#### Data records
■ ■ ■ ■ ■

//! OpenCL backend via `opencl3`.
//!
//! The library is loaded at runtime (`dynamic` feature), so a machine
//! without an OpenCL ICD simply reports no devices.

use std::ffi::c_void;
use std::fmt;
use std::ptr;

use edgebench_core::image::byte_len;
use edgebench_core::HostImage;
use opencl3::command_queue::{CommandQueue, CL_QUEUE_PROFILING_ENABLE};
use opencl3::context::Context;
use opencl3::device::{
    Device, CL_DEVICE_TYPE_ACCELERATOR, CL_DEVICE_TYPE_ALL, CL_DEVICE_TYPE_CPU, CL_DEVICE_TYPE_GPU,
};
use opencl3::kernel::{ExecuteKernel, Kernel};
use opencl3::memory::{
    ClMem, Image, Sampler, CL_ADDRESS_CLAMP, CL_ADDRESS_CLAMP_TO_EDGE, CL_ADDRESS_NONE,
    CL_ADDRESS_REPEAT, CL_FILTER_LINEAR, CL_FILTER_NEAREST, CL_MEM_COPY_HOST_PTR,
    CL_MEM_OBJECT_IMAGE2D, CL_MEM_READ_ONLY, CL_MEM_WRITE_ONLY, CL_RGBA, CL_UNORM_INT8,
};
use opencl3::platform::{get_platforms, Platform};
use opencl3::program::Program;
use opencl3::types::{
    cl_addressing_mode, cl_device_id, cl_device_type, cl_filter_mode, cl_image_desc,
    cl_image_format, cl_mem_flags, CL_BLOCKING, CL_FALSE, CL_TRUE,
};
#[allow(unused_imports)]
use tracing::{debug, trace, warn};

use super::{ComputeBackend, ComputeDevice, DeviceSession, ImageHandle};
use crate::dispatch::ProfilingResult;
use crate::program::KernelSource;
use crate::registry::{DeviceInfo, DeviceKind, PlatformInfo};
use crate::sampler::{AddressingMode, FilterMode, SamplerConfig};
use crate::sizing::WorkSizes;
use crate::{ComputeError, ComputeResult};

/// Enumerates devices across all installed OpenCL platforms.
#[derive(Debug, Clone, Copy, Default)]
pub struct OpenClBackend;

impl OpenClBackend {
    pub fn new() -> Self {
        Self
    }
}

impl ComputeBackend for OpenClBackend {
    type Device = OpenClDevice;

    fn name(&self) -> &'static str {
        "opencl"
    }

    fn enumerate(&self) -> impl Iterator<Item = OpenClDevice> + '_ {
        std::iter::once_with(|| {
            get_platforms().unwrap_or_else(|e| {
                debug!(error = %e, "no OpenCL platforms");
                Vec::new()
            })
        })
        .flatten()
        .flat_map(|platform| {
            let info = platform_info(&platform);
            let ids = platform.get_devices(CL_DEVICE_TYPE_ALL).unwrap_or_else(|e| {
                warn!(platform = %info.name, error = %e, "device query failed");
                Vec::new()
            });
            debug!(platform = %info.name, devices = ids.len(), "platform");
            ids.into_iter().map(move |id| OpenClDevice::new(info.clone(), id))
        })
    }
}

fn platform_info(platform: &Platform) -> PlatformInfo {
    PlatformInfo {
        name: platform.name().unwrap_or_default().trim().to_string(),
        profile: platform.profile().unwrap_or_default().trim().to_string(),
        vendor: platform.vendor().unwrap_or_default().trim().to_string(),
        version: platform.version().unwrap_or_default().trim().to_string(),
    }
}

fn device_kind(dev_type: cl_device_type) -> DeviceKind {
    if dev_type & CL_DEVICE_TYPE_GPU != 0 {
        DeviceKind::Gpu
    } else if dev_type & CL_DEVICE_TYPE_CPU != 0 {
        DeviceKind::Cpu
    } else if dev_type & CL_DEVICE_TYPE_ACCELERATOR != 0 {
        DeviceKind::Accelerator
    } else {
        DeviceKind::Other
    }
}

fn device_info(device: &Device) -> DeviceInfo {
    DeviceInfo {
        name: device.name().unwrap_or_default().trim().to_string(),
        kind: device_kind(device.dev_type().unwrap_or_default()),
        global_mem_size: device.global_mem_size().unwrap_or_default(),
        max_clock_frequency: device.max_clock_frequency().unwrap_or_default(),
        max_compute_units: device.max_compute_units().unwrap_or_default(),
        max_work_group_size: device.max_work_group_size().unwrap_or_default(),
        max_work_item_sizes: device.max_work_item_sizes().unwrap_or_default(),
        image_support: device.image_support().unwrap_or_default(),
        image2d_max_width: device.image2d_max_width().unwrap_or_default(),
        image2d_max_height: device.image2d_max_height().unwrap_or_default(),
    }
}

/// One OpenCL device with its capabilities captured at discovery.
pub struct OpenClDevice {
    platform: PlatformInfo,
    info: DeviceInfo,
    device: Device,
}

impl OpenClDevice {
    fn new(platform: PlatformInfo, id: cl_device_id) -> Self {
        let device = Device::new(id);
        let info = device_info(&device);
        Self { platform, info, device }
    }
}

impl fmt::Debug for OpenClDevice {
    fn fmt(&self, f: &mut fmt::Formatter<'_>) -> fmt::Result {
        f.debug_struct("OpenClDevice")
            .field("platform", &self.platform.name)
            .field("info", &self.info)
            .finish()
    }
}

impl ComputeDevice for OpenClDevice {
    type Session = OpenClSession;

    fn platform(&self) -> &PlatformInfo {
        &self.platform
    }

    fn info(&self) -> &DeviceInfo {
        &self.info
    }

    fn open_session(&self, sampler: &SamplerConfig) -> ComputeResult<OpenClSession> {
        trace!(device = %self.info.name, "open_session");

        let context = Context::from_device(&self.device).map_err(|e| ComputeError::Context(e.to_string()))?;

        #[allow(deprecated)]
        let queue = CommandQueue::create_default(&context, CL_QUEUE_PROFILING_ENABLE)
            .map_err(|e| ComputeError::Context(e.to_string()))?;

        let sampler = if self.info.image_support {
            #[allow(deprecated)]
            let s = Sampler::create(
                &context,
                if sampler.normalized_coords { CL_TRUE } else { CL_FALSE },
                addressing_mode(sampler.addressing),
                filter_mode(sampler.filter),
            )
            .map_err(|e| ComputeError::Context(e.to_string()))?;
            Some(s)
        } else {
            None
        };

        Ok(OpenClSession {
            info: self.info.clone(),
            sampler,
            queue,
            context,
        })
    }
}

fn addressing_mode(mode: AddressingMode) -> cl_addressing_mode {
    match mode {
        AddressingMode::None => CL_ADDRESS_NONE,
        AddressingMode::ClampToEdge => CL_ADDRESS_CLAMP_TO_EDGE,
        AddressingMode::Clamp => CL_ADDRESS_CLAMP,
        AddressingMode::Repeat => CL_ADDRESS_REPEAT,
    }
}

fn filter_mode(mode: FilterMode) -> cl_filter_mode {
    match mode {
        FilterMode::Nearest => CL_FILTER_NEAREST,
        FilterMode::Linear => CL_FILTER_LINEAR,
    }
}

/// Context, profiling queue and sampler for one device.
pub struct OpenClSession {
    info: DeviceInfo,
    sampler: Option<Sampler>,
    queue: CommandQueue,
    context: Context,
}

impl fmt::Debug for OpenClSession {
    fn fmt(&self, f: &mut fmt::Formatter<'_>) -> fmt::Result {
        f.debug_struct("OpenClSession")
            .field("device", &self.info.name)
            .field("has_sampler", &self.sampler.is_some())
            .finish()
    }
}

/// RGBA8 2-D image object.
pub struct OpenClImage {
    mem: Image,
    width: u32,
    height: u32,
}

impl ImageHandle for OpenClImage {
    fn dimensions(&self) -> (u32, u32) {
        (self.width, self.height)
    }
}

/// Built program with its kernel resolved.
pub struct OpenClProgram {
    // kernel before program so it is released first
    kernel: Kernel,
    _program: Program,
}

const RGBA8: cl_image_format = cl_image_format {
    image_channel_order: CL_RGBA,
    image_channel_data_type: CL_UNORM_INT8,
};

fn image_desc(width: u32, height: u32) -> cl_image_desc {
    // SAFETY: cl_image_desc is plain C data; all-zero is its documented default.
    let mut desc: cl_image_desc = unsafe { std::mem::zeroed() };
    desc.image_type = CL_MEM_OBJECT_IMAGE2D;
    desc.image_width = width as usize;
    desc.image_height = height as usize;
    desc
}

impl OpenClSession {
    fn create_image(
        &self,
        width: u32,
        height: u32,
        flags: cl_mem_flags,
        host_ptr: *mut c_void,
    ) -> ComputeResult<OpenClImage> {
        let desc = image_desc(width, height);
        // SAFETY: host_ptr is null or points to width*height*4 readable bytes
        // that outlive this call (COPY_HOST_PTR copies them).
        let mem = unsafe { Image::create(&self.context, flags, &RGBA8, &desc, host_ptr) }
            .map_err(|e| ComputeError::DeviceMemory(e.to_string()))?;
        Ok(OpenClImage { mem, width, height })
    }
}

impl DeviceSession for OpenClSession {
    type Image = OpenClImage;
    type Program = OpenClProgram;

    fn device(&self) -> &DeviceInfo {
        &self.info
    }

    fn upload_image(&self, image: &HostImage) -> ComputeResult<OpenClImage> {
        let (width, height) = image.dimensions();
        let expected = byte_len(width, height)?;
        if image.data().len() != expected {
            return Err(ComputeError::BufferSizeMismatch { expected, actual: image.data().len() });
        }
        self.create_image(
            width,
            height,
            CL_MEM_READ_ONLY | CL_MEM_COPY_HOST_PTR,
            image.data().as_ptr() as *mut c_void,
        )
    }

    fn allocate_image(&self, width: u32, height: u32) -> ComputeResult<OpenClImage> {
        self.create_image(width, height, CL_MEM_WRITE_ONLY, ptr::null_mut())
    }

    fn read_image(&self, image: &OpenClImage, width: u32, height: u32) -> ComputeResult<Vec<u8>> {
        let mut data = vec![0u8; byte_len(width, height)?];
        let origin = [0usize; 3];
        let region = [width as usize, height as usize, 1];

        // SAFETY: data holds exactly region[0]*region[1]*4 bytes and the read
        // is blocking.
        let event = unsafe {
            self.queue.enqueue_read_image(
                &image.mem,
                CL_BLOCKING,
                origin.as_ptr(),
                region.as_ptr(),
                0,
                0,
                data.as_mut_ptr() as *mut c_void,
                &[],
            )
        }
        .map_err(|e| ComputeError::Dispatch(format!("read back: {e}")))?;
        event.wait().map_err(|e| ComputeError::Dispatch(format!("read back: {e}")))?;

        Ok(data)
    }

    fn build_program(&self, source: &KernelSource) -> ComputeResult<OpenClProgram> {
        let program = Program::create_and_build_from_source(&self.context, source.text(), "")
            .map_err(|log| ComputeError::Compile { log })?;
        let kernel = Kernel::create(&program, source.entry()).map_err(|e| ComputeError::Compile {
            log: format!("entry point '{}': {e}", source.entry()),
        })?;
        debug!(device = %self.info.name, entry = source.entry(), "program built");
        Ok(OpenClProgram { kernel, _program: program })
    }

    fn execute(
        &self,
        program: &OpenClProgram,
        sizes: &WorkSizes,
        input: &OpenClImage,
        output: &OpenClImage,
        width: i32,
        height: i32,
    ) -> ComputeResult<ProfilingResult> {
        let sampler = self
            .sampler
            .as_ref()
            .ok_or_else(|| ComputeError::Capability(self.info.name.clone()))?;

        // SAFETY: argument order and types match
        // (image2d_t, image2d_t, sampler_t, int, int).
        let event = unsafe {
            ExecuteKernel::new(&program.kernel)
                .set_arg(&input.mem.get())
                .set_arg(&output.mem.get())
                .set_arg(&sampler.get())
                .set_arg(&width)
                .set_arg(&height)
                .set_global_work_sizes(&sizes.global)
                .set_local_work_sizes(&sizes.local)
                .enqueue_nd_range(&self.queue)
        }
        .map_err(|e| ComputeError::Dispatch(e.to_string()))?;

        event.wait().map_err(|e| ComputeError::Dispatch(e.to_string()))?;

        let start = event
            .profiling_command_start()
            .map_err(|e| ComputeError::Dispatch(format!("profiling: {e}")))?;
        let end = event
            .profiling_command_end()
            .map_err(|e| ComputeError::Dispatch(format!("profiling: {e}")))?;
        Ok(ProfilingResult::new(start, end))
    }
}

#[cfg(test)]
mod tests {
    use super::*;

    #[test]
    fn test_device_kind_from_type_bits() {
        assert_eq!(device_kind(CL_DEVICE_TYPE_GPU), DeviceKind::Gpu);
        assert_eq!(device_kind(CL_DEVICE_TYPE_CPU), DeviceKind::Cpu);
        assert_eq!(device_kind(CL_DEVICE_TYPE_ACCELERATOR), DeviceKind::Accelerator);
        assert_eq!(device_kind(CL_DEVICE_TYPE_GPU | CL_DEVICE_TYPE_CPU), DeviceKind::Gpu);
        assert_eq!(device_kind(0), DeviceKind::Other);
    }

    #[test]
    fn test_sampler_mode_mapping() {
        assert_eq!(addressing_mode(AddressingMode::ClampToEdge), CL_ADDRESS_CLAMP_TO_EDGE);
        assert_eq!(addressing_mode(AddressingMode::Repeat), CL_ADDRESS_REPEAT);
        assert_eq!(filter_mode(FilterMode::Nearest), CL_FILTER_NEAREST);
    }

    #[test]
    fn test_image_desc() {
        let desc = image_desc(640, 480);
        assert_eq!(desc.image_type, CL_MEM_OBJECT_IMAGE2D);
        assert_eq!((desc.image_width, desc.image_height), (640, 480));
        assert_eq!(desc.image_depth, 0);
    }

    #[test]
    fn test_enumerate_without_runtime_does_not_panic() {
        let count = OpenClBackend::new().enumerate().count();
        debug!(count, "devices");
    }
}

■ ■ ■ ■ ■

#### EXERCISE GOAL
Retrieve each line of the data in which the word "trace" can be found.

#### SOLUTION TO THIS EXERCISE
use tracing::{debug, trace, warn};
        trace!(device = %self.info.name, "open_session");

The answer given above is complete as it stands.